Work task:
Every record below needs to be printed again exactly.

Dataset items
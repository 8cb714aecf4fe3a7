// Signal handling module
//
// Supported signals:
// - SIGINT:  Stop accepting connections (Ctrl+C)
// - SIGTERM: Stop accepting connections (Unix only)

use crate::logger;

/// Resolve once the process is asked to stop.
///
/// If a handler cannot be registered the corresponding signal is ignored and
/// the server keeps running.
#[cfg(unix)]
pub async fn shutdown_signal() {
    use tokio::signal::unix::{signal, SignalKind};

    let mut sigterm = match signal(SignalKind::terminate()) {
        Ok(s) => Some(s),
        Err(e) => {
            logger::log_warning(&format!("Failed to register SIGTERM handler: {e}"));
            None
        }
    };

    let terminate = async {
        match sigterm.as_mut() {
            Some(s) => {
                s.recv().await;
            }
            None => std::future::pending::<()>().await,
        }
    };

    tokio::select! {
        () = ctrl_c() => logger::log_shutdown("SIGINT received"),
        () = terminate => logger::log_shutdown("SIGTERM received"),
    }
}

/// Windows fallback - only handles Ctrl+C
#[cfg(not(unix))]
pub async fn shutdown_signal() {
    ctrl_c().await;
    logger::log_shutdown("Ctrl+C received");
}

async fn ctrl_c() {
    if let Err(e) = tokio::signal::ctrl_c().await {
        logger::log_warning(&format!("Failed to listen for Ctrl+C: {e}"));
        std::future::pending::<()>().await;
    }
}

The answer:
repository 8cb714aecf4fe3a7
// Signal handling module
//
// Supported signals:
// - SIGINT:  Stop accepting connections (Ctrl+C)
// - SIGTERM: Stop accepting connections (Unix only)

use crate::logger;

/// Resolve once the process is asked to stop.
///
/// If a handler cannot be registered the corresponding signal is ignored and
/// the server keeps running.
#[cfg(unix)]
pub async fn shutdown_signal() {
    use tokio::signal::unix::{signal, SignalKind};

    let mut sigterm = match signal(SignalKind::terminate()) {
        Ok(s) => Some(s),
        Err(e) => {
            logger::log_warning(&format!("Failed to register SIGTERM handler: {e}"));
            None
        }
    };

    let terminate = async {
        match sigterm.as_mut() {
            Some(s) => {
                s.recv().await;
            }
            None => std::future::pending::<()>().await,
        }
    };

    tokio::select! {
        () = ctrl_c() => logger::log_shutdown("SIGINT received"),
        () = terminate => logger::log_shutdown("SIGTERM received"),
    }
}

/// Windows fallback - only handles Ctrl+C
#[cfg(not(unix))]
pub async fn shutdown_signal() {
    ctrl_c().await;
    logger::log_shutdown("Ctrl+C received");
}

async fn ctrl_c() {
    if let Err(e) = tokio::signal::ctrl_c().await {
        logger::log_warning(&format!("Failed to listen for Ctrl+C: {e}"));
        std::future::pending::<()>().await;
    }
}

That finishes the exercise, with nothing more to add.